The difference between in-network and out-of-network insurers is the existence of a contract between the insurer and provider setting the rates the insurer will pay for the provider’s services. See Palmyra Park Hosp. Inc. v. Phoebe Putney Mem’l Hosp., 604 F.3d 1291, 1295 (11th Cir. 2010). Despite

this distinction, Abira alleges, “A verbal agreement existed between [Abira] and [Blue Cross] as evidenced by the relationship between the parties whereby [Abira] was to provide laboratory services to [Blue Cross’s] subscribers/members. This agreement constitutes a valid and binding contract[.]” Doc. 1 ¶ 30. Blue Cross denies the existence of any contract, oral or

otherwise. Doc. 17 at 5. In response, Abira argues that the alleged contract is “implied in fact” based on Abira’s provision of services to Blue Cross’s insureds and Blue Cross’s reimbursement “on certain occasions, often in an insufficient amount.” Doc. 24 at 4–5.

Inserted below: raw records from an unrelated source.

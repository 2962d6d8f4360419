//! SQL for each table, one module per concern.

pub mod aggregate_ops;
pub mod badge_ops;
pub mod maintenance_ops;

use chrono::{DateTime, Utc};
use kudos_core::StorageError;

/// Timestamps are stored as RFC 3339 text.
pub(crate) fn ts(at: &DateTime<Utc>) -> String {
    at.to_rfc3339()
}

pub(crate) fn parse_ts(column: &str, raw: &str) -> Result<DateTime<Utc>, StorageError> {
    DateTime::parse_from_rfc3339(raw)
        .map(|t| t.with_timezone(&Utc))
        .map_err(|e| StorageError::Corrupt {
            details: format!("{column} `{raw}`: {e}"),
        })
}
use std::sync::Mutex;

use chrono::{DateTime, Duration, Utc};

/// Source of "now". Injected so streak and quest dates are testable.
pub trait Clock: Send + Sync {
    fn now(&self) -> DateTime<Utc>;
}

#[derive(Debug, Clone, Copy, Default)]
pub struct SystemClock;

impl Clock for SystemClock {
    fn now(&self) -> DateTime<Utc> {
        Utc::now()
    }
}

/// Clock that only moves when told to.
#[derive(Debug)]
pub struct ManualClock {
    now: Mutex<DateTime<Utc>>,
}

impl ManualClock {
    pub fn new(start: DateTime<Utc>) -> Self {
        Self {
            now: Mutex::new(start),
        }
    }

    pub fn set(&self, to: DateTime<Utc>) {
        *self.now.lock().unwrap_or_else(|e| e.into_inner()) = to;
    }

    pub fn advance(&self, by: Duration) {
        let mut now = self.now.lock().unwrap_or_else(|e| e.into_inner());
        *now += by;
    }
}

impl Clock for ManualClock {
    fn now(&self) -> DateTime<Utc> {
        *self.now.lock().unwrap_or_else(|e| e.into_inner())
    }
}
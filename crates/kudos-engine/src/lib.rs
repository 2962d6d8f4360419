//! # kudos-engine
//!
//! XP, streak, badge and quest logic over a versioned per-user aggregate.
//!
//! ## Modules
//! - `badges`: criteria evaluation, default catalog, idempotent unlock, degraded mode
//! - `gateway`: blocking store calls on the blocking pool under a timeout
//! - `health`: per-subsystem checks and the combined status
//! - `maintenance`: daily streak job and its scheduler
//! - `quest`: week-7 readiness quest: activation, expiry, readiness scoring
//! - `runtime`: `GamificationEngine`, the public facade
//! - `streak`: daily streak, freezes and the weekly consistency bonus
//! - `transaction`: optimistic read-modify-write with bounded retry
//! - `updater`: applies one activity event in a single commit
//! - `xp`: base XP table, bonus stacking, level tiers

pub mod badges;
pub mod gateway;
pub mod health;
pub mod maintenance;
pub mod quest;
pub mod runtime;
pub mod streak;
pub mod transaction;
pub mod updater;
pub mod xp;

pub use health::{HealthReport, HealthStatus, SubsystemCheck};
pub use maintenance::{MaintenanceJob, SchedulerHandle};
pub use runtime::{GamificationEngine, Role};
pub use updater::ProgressUpdater;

In Florida, an oral contract “is subject to the basic requirements of contract law such as offer, acceptance, consideration and sufficient specification of essential terms.” St. Joe Corp. v. McIver, 875 So. 2d 375, 381 (Fla. 2004). Abira alleges none of these elements and thus fails to allege facts

sufficient to make plausible the existence of an oral contract. A contract “implied in fact” is an unspoken agreement “based on a tacit promise” and “inferred in whole or in part from the parties’ conduct[.]” Commerce P’ship 8098 Ltd. P’ship v. Equity Contracting Co., 695 So. 2d 383,

385 (Fla. 4th DCA 1997). “Common examples of contracts implied in fact are where a person performs services at another’s request, or where services are rendered by one person for another without his expressed request, but with his knowledge, and under circumstances fairly raising the presumption that

the parties understood and intended that compensation was to be paid.” Id. at 386 (internal quotation marks omitted). Abira alleges an oral—not implied in fact—contract in the Complaint. Doc. 1 ¶ 30. But even if the Court overlooks this, no implied in fact contract can be inferred from the parties’ alleged conduct. Blue Cross’s reimbursement

of some claims suggests contracts between Blue Cross and its insureds, not between Blue Cross and Abira. Because Abira fails to plead facts sufficient to allege the existence of a contract, Abira fails to state a claim for breach of contract.

Count Two: Breach of the Implied Covenant of Good Faith and Fair Dealing “A breach of the implied covenant of good faith and fair dealing is not an independent cause of action, but attaches to the performance of a specific contractual obligation.” Centurion Air Cargo, Inc. v. United Parcel Serv. Co.,

420 F.3d 1146, 1151 (11th Cir. 2005) (citing Cox v. CSX Intermodal, Inc., 732 So. 2d 1092, 1097 (Fla. 1st DCA 1999)). Because Abira fails to allege facts sufficient to establish the existence of a contract, the claim for breach of the implied covenant of good faith and fair dealing fails.

Count Three: FFCRA and CARES Act After briefing on the Motion to Dismiss, the parties filed a joint notice that Abira withdraws the FFCRA and CARES Act claim and will omit that claim from any amended complaint. Doc. 47. They ask the Court to

nevertheless decide the motion as to the remaining claims. Id.